So first we meet Gil Brodie. Engineer of the Tempest. One of the first things we learn about him is that he has a close friendship with a woman named Jill. And then he immediately tells us that one) she is a fertility specialist, and two) she “says [he’s] part of the problem” because he won’t have kids the natural way. This is immediately setting off red flags to me – I can think of plenty of my friendships where we give one another grief for various things, but I would never think of introducing any of them to someone else with that fact. So my reflexive thought in this situation is “what kind of a friend is this really?”
And then, as the game goes on... This is the only thing that Gil’s conversations involve, the prospect of having kids. We do not learn much more about him, just have him talking about considering the idea. The lock-in for his romance requires Ryder to meet Jill, who Gil again says that she will talk his ear off about his “civic duty” to reproduce, a fact that makes those earlier red flags wave higher and more furiously, because who DOES that to a total stranger? And this is passed off as being “charming.” This leads to the culmination of the romance, where Gil says that Jill has decided she wants to get pregnant and she wants Gil to be the dad.
There’s... A LOT going on here, so let me work through this. First, one of the few things Gil says as a bit of establishing his character is that he is impulsive, that he joined the Andromeda Initiative, the journey from the Milky Way galaxy to the Andromeda galaxy without really thinking through what it would mean, that it was a one-way journey with no way to back out once he’d gotten there. So this is already saying to me that this is not a person who really SHOULD be a parent, at least at this point in his life.
We also get a couple of emails from him in-game that paint him as putting in thirty-six hour workdays into the engines on the Tempest, that he cares about and puts a lot of time into those engines.
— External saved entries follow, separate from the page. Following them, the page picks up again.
//! Shared helpers for the live-API integration tests.

#![allow(dead_code)]

use std::env;

use vercel_dns_provider::VercelProvider;

/// Skip the test when a required environment variable is missing.
#[macro_export]
macro_rules! skip_if_no_credentials {
    ($($var:expr),+) => {
        $(
            if std::env::var($var).is_err() {
                eprintln!("skipping test: missing environment variable {}", $var);
                return;
            }
        )+
    };
}

/// Assert that an `Option` is `Some` and unwrap it, failing the test otherwise.
#[macro_export]
macro_rules! require_some {
    ($expr:expr $(,)?) => {{
        let opt = $expr;
        assert!(opt.is_some(), "expected Some(..), got None");
        let Some(val) = opt else {
            return;
        };
        val
    }};
    ($expr:expr, $($msg:tt)+) => {{
        let opt = $expr;
        assert!(opt.is_some(), "{}", format_args!($($msg)+));
        let Some(val) = opt else {
            return;
        };
        val
    }};
}

/// Assert that a `Result` is `Ok` and unwrap it, failing the test otherwise.
#[macro_export]
macro_rules! require_ok {
    ($expr:expr $(,)?) => {{
        let res = $expr;
        assert!(res.is_ok(), "expected Ok(..), got {res:?}");
        let Ok(val) = res else {
            return;
        };
        val
    }};
    ($expr:expr, $($msg:tt)+) => {{
        let res = $expr;
        assert!(
            res.is_ok(),
            "{}: {res:?}",
            format_args!($($msg)+)
        );
        let Ok(val) = res else {
            return;
        };
        val
    }};
}

/// Generate a unique record name so concurrent test runs don't collide.
pub fn generate_test_record_name() -> String {
    let uuid = uuid::Uuid::new_v4();
    format!("_test-{}", &uuid.to_string()[..8])
}

/// Test context wrapping the provider and the zone under test.
pub struct TestContext {
    pub provider: VercelProvider,
    pub zone: String,
}

impl TestContext {
    /// Build a context from `VERCEL_API_TOKEN`, `TEST_DOMAIN` and the
    /// optional `VERCEL_TEAM_ID`.
    pub fn vercel() -> Option<Self> {
        let api_token = env::var("VERCEL_API_TOKEN").ok()?;
        let zone = env::var("TEST_DOMAIN").ok()?;

        let mut provider = VercelProvider::new(api_token);
        if let Ok(team_id) = env::var("VERCEL_TEAM_ID") {
            provider = provider.with_team_id(team_id);
        }

        Some(Self { provider, zone })
    }
}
So when I think about him as a father, I see him having to give up something he’s deeply passionate about to do it, because the Tempest is certainly no place to raise a child – they can’t exactly put a playpen in the cargo hold, for example.
This would be one of the first things that I would think of as a discussion element, but... it’s not there. All that we get is a couple of casual comments about how Gil should know that bringing a child into the world is a big thing, something that shouldn’t be done lightly. But this is framed as Ryder questioning Gil’s fitness to be a parent at all, rather than questioning if he’s thinking this through and having considered this enough to be ready to take on this responsibility, or if it’s even something that he even wants.
Because that’s the other big thing here – this is not Gil’s idea. This is not something that he makes clear is his desire. No, it’s Jill who has decided that she wants to get pregnant and use Gil’s sperm. For all that he matters in this whole thing, he might as well be a turkey baster. He’s basically an accessory in his own story, because he goes in to this with all the passion of a math equation: “The Andromeda Initiative is a colonization effort. Therefore, the idea is to have babies. Therefore, I should find some way to reproduce.” This isn’t him having a passion or desire to have kids, just it being “something you do.”
This is, genuinely, a failure to understand the character who was being written. Gil’s writing reeks of having been written by someone who does not know what they are talking about. There is an element to the gay experience that is not innate but learned. When we realize that having children is not a thing that will just happen, that if we want this to happen, it will require a lot of additional steps, there are many who will simply say “this isn’t for me, this is more work than I’m willing to put in to for this.”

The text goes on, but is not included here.